> _Task goal_
An exact copy of every record is the expected answer.

============

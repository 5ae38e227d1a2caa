//! Library directory scanning
//!
//! Collects every `*.pm` file below the given library directories and reads the
//! version it declares, the same way MakeMaker's `parse_version` does: the first
//! `$VERSION = ...` assignment outside POD, or a `package NAME VERSION` line.

use std::collections::HashSet;
use std::path::{Path, PathBuf};
use std::sync::LazyLock;

use regex::Regex;
use tracing::{debug, info, warn};
use walkdir::WalkDir;

use crate::inventory::{InstalledModule, Inventory, InventoryError};
use crate::version::PerlVersion;

static VERSION_ASSIGNMENT: LazyLock<Regex> = LazyLock::new(|| {
    Regex::new(r#"(?:^|[\s;{(])(?:our\s+)?\$(?:[\w:']*(?:::|'))?VERSION\s*=\s*([^=~].*)$"#)
        .expect("valid regex")
});

static VERSION_LITERAL: LazyLock<Regex> = LazyLock::new(|| {
    Regex::new(
        r#"^(?:qv\s*\(\s*|version\s*->\s*(?:declare|parse|new)\s*\(\s*)?['"]?\s*(v?[\d._]+)"#,
    )
    .expect("valid regex")
});

static PACKAGE_VERSION: LazyLock<Regex> = LazyLock::new(|| {
    Regex::new(r#"^\s*package\s+([\w:']+)\s+(v?[\d._]+)\s*[;{]"#).expect("valid regex")
});

static IDENTIFIER: LazyLock<Regex> =
    LazyLock::new(|| Regex::new(r"^[A-Za-z_]\w*$").expect("valid regex"));

/// Scan library directories in search-path order
pub fn scan_lib_dirs(dirs: &[PathBuf]) -> Result<Inventory, InventoryError> {
    let roots: HashSet<&Path> = dirs.iter().map(PathBuf::as_path).collect();
    let mut inventory = Inventory::new();

    for dir in dirs {
        let added = scan_lib_dir(dir, &roots, &mut inventory)?;
        info!("Found {} modules in {:?}", added, dir);
    }

    Ok(inventory)
}

/// Scan one library directory, skipping nested directories that are scanned on their own
fn scan_lib_dir(
    dir: &Path,
    roots: &HashSet<&Path>,
    inventory: &mut Inventory,
) -> Result<usize, InventoryError> {
    if !dir.is_dir() {
        return Err(InventoryError::MissingDirectory(dir.to_path_buf()));
    }

    let mut added = 0;
    let entries = WalkDir::new(dir)
        .follow_links(true)
        .sort_by_file_name()
        .into_iter()
        .filter_entry(|e| e.depth() == 0 || !roots.contains(e.path()))
        .filter_map(|entry| {
            entry
                .inspect_err(|e| warn!("Skipping unreadable entry under {:?}: {}", dir, e))
                .ok()
        })
        .filter(|e| e.file_type().is_file() && e.path().extension().is_some_and(|x| x == "pm"));

    for entry in entries {
        let path = entry.path();
        let Some(name) = path.strip_prefix(dir).ok().and_then(module_name_from_path) else {
            debug!("Skipping {:?}: not a module path", path);
            continue;
        };

        let module = match read_module(&name, path) {
            Ok(module) => module,
            Err(e) => {
                warn!("{}", e);
                continue;
            }
        };

        if inventory.insert(module) {
            added += 1;
        }
    }

    Ok(added)
}

fn read_module(name: &str, path: &Path) -> Result<InstalledModule, InventoryError> {
    let bytes = std::fs::read(path).map_err(|source| InventoryError::Io {
        path: path.to_path_buf(),
        source,
    })?;
    let source = String::from_utf8_lossy(&bytes);

    let version = extract_version(&source, name).and_then(|raw| {
        PerlVersion::parse(&raw)
            .inspect_err(|e| debug!("{} in {:?}", e, path))
            .ok()
    });

    Ok(InstalledModule {
        name: name.to_string(),
        version,
        file_size: bytes.len() as u64,
        path: path.to_path_buf(),
    })
}

/// `Foo/Bar.pm` -> `Foo::Bar`; `None` when a component is not a package identifier
pub fn module_name_from_path(relative: &Path) -> Option<String> {
    let stem = relative.with_extension("");
    let mut parts = Vec::new();

    for component in stem.components() {
        let part = component.as_os_str().to_str()?;
        if !IDENTIFIER.is_match(part) {
            return None;
        }
        parts.push(part);
    }

    if parts.is_empty() {
        None
    } else {
        Some(parts.join("::"))
    }
}

/// Extract the version literal a module declares, without evaluating any code
pub fn extract_version(source: &str, module: &str) -> Option<String> {
    let mut in_pod = false;

    for line in source.lines() {
        if in_pod {
            if line.starts_with("=cut") {
                in_pod = false;
            }
            continue;
        }
        if line.starts_with('=') && line[1..].starts_with(|c: char| c.is_ascii_alphabetic()) {
            in_pod = true;
            continue;
        }
        if line.starts_with("__END__") || line.starts_with("__DATA__") {
            break;
        }

        let code = line.trim_start();
        if code.starts_with('#') {
            continue;
        }

        if let Some(caps) = PACKAGE_VERSION.captures(code)
            && &caps[1] == module
        {
            return Some(caps[2].to_string());
        }

        if let Some(caps) = VERSION_ASSIGNMENT.captures(code) {
            let rhs = caps[1].trim();
            return VERSION_LITERAL
                .captures(rhs)
                .map(|v| v[1].trim_end_matches('.').to_string());
        }
    }

    None
}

============

> _Expected answer_
repository 5ae38e227d1a2caa
//! Library directory scanning
//!
//! Collects every `*.pm` file below the given library directories and reads the
//! version it declares, the same way MakeMaker's `parse_version` does: the first
//! `$VERSION = ...` assignment outside POD, or a `package NAME VERSION` line.

use std::collections::HashSet;
use std::path::{Path, PathBuf};
use std::sync::LazyLock;

use regex::Regex;
use tracing::{debug, info, warn};
use walkdir::WalkDir;

use crate::inventory::{InstalledModule, Inventory, InventoryError};
use crate::version::PerlVersion;

static VERSION_ASSIGNMENT: LazyLock<Regex> = LazyLock::new(|| {
    Regex::new(r#"(?:^|[\s;{(])(?:our\s+)?\$(?:[\w:']*(?:::|'))?VERSION\s*=\s*([^=~].*)$"#)
        .expect("valid regex")
});

static VERSION_LITERAL: LazyLock<Regex> = LazyLock::new(|| {
    Regex::new(
        r#"^(?:qv\s*\(\s*|version\s*->\s*(?:declare|parse|new)\s*\(\s*)?['"]?\s*(v?[\d._]+)"#,
    )
    .expect("valid regex")
});

static PACKAGE_VERSION: LazyLock<Regex> = LazyLock::new(|| {
    Regex::new(r#"^\s*package\s+([\w:']+)\s+(v?[\d._]+)\s*[;{]"#).expect("valid regex")
});

static IDENTIFIER: LazyLock<Regex> =
    LazyLock::new(|| Regex::new(r"^[A-Za-z_]\w*$").expect("valid regex"));

/// Scan library directories in search-path order
pub fn scan_lib_dirs(dirs: &[PathBuf]) -> Result<Inventory, InventoryError> {
    let roots: HashSet<&Path> = dirs.iter().map(PathBuf::as_path).collect();
    let mut inventory = Inventory::new();

    for dir in dirs {
        let added = scan_lib_dir(dir, &roots, &mut inventory)?;
        info!("Found {} modules in {:?}", added, dir);
    }

    Ok(inventory)
}

/// Scan one library directory, skipping nested directories that are scanned on their own
fn scan_lib_dir(
    dir: &Path,
    roots: &HashSet<&Path>,
    inventory: &mut Inventory,
) -> Result<usize, InventoryError> {
    if !dir.is_dir() {
        return Err(InventoryError::MissingDirectory(dir.to_path_buf()));
    }

    let mut added = 0;
    let entries = WalkDir::new(dir)
        .follow_links(true)
        .sort_by_file_name()
        .into_iter()
        .filter_entry(|e| e.depth() == 0 || !roots.contains(e.path()))
        .filter_map(|entry| {
            entry
                .inspect_err(|e| warn!("Skipping unreadable entry under {:?}: {}", dir, e))
                .ok()
        })
        .filter(|e| e.file_type().is_file() && e.path().extension().is_some_and(|x| x == "pm"));

    for entry in entries {
        let path = entry.path();
        let Some(name) = path.strip_prefix(dir).ok().and_then(module_name_from_path) else {
            debug!("Skipping {:?}: not a module path", path);
            continue;
        };

        let module = match read_module(&name, path) {
            Ok(module) => module,
            Err(e) => {
                warn!("{}", e);
                continue;
            }
        };

        if inventory.insert(module) {
            added += 1;
        }
    }

    Ok(added)
}

fn read_module(name: &str, path: &Path) -> Result<InstalledModule, InventoryError> {
    let bytes = std::fs::read(path).map_err(|source| InventoryError::Io {
        path: path.to_path_buf(),
        source,
    })?;
    let source = String::from_utf8_lossy(&bytes);

    let version = extract_version(&source, name).and_then(|raw| {
        PerlVersion::parse(&raw)
            .inspect_err(|e| debug!("{} in {:?}", e, path))
            .ok()
    });

    Ok(InstalledModule {
        name: name.to_string(),
        version,
        file_size: bytes.len() as u64,
        path: path.to_path_buf(),
    })
}

/// `Foo/Bar.pm` -> `Foo::Bar`; `None` when a component is not a package identifier
pub fn module_name_from_path(relative: &Path) -> Option<String> {
    let stem = relative.with_extension("");
    let mut parts = Vec::new();

    for component in stem.components() {
        let part = component.as_os_str().to_str()?;
        if !IDENTIFIER.is_match(part) {
            return None;
        }
        parts.push(part);
    }

    if parts.is_empty() {
        None
    } else {
        Some(parts.join("::"))
    }
}

/// Extract the version literal a module declares, without evaluating any code
pub fn extract_version(source: &str, module: &str) -> Option<String> {
    let mut in_pod = false;

    for line in source.lines() {
        if in_pod {
            if line.starts_with("=cut") {
                in_pod = false;
            }
            continue;
        }
        if line.starts_with('=') && line[1..].starts_with(|c: char| c.is_ascii_alphabetic()) {
            in_pod = true;
            continue;
        }
        if line.starts_with("__END__") || line.starts_with("__DATA__") {
            break;
        }

        let code = line.trim_start();
        if code.starts_with('#') {
            continue;
        }

        if let Some(caps) = PACKAGE_VERSION.captures(code)
            && &caps[1] == module
        {
            return Some(caps[2].to_string());
        }

        if let Some(caps) = VERSION_ASSIGNMENT.captures(code) {
            let rhs = caps[1].trim();
            return VERSION_LITERAL
                .captures(rhs)
                .map(|v| v[1].trim_end_matches('.').to_string());
        }
    }

    None
}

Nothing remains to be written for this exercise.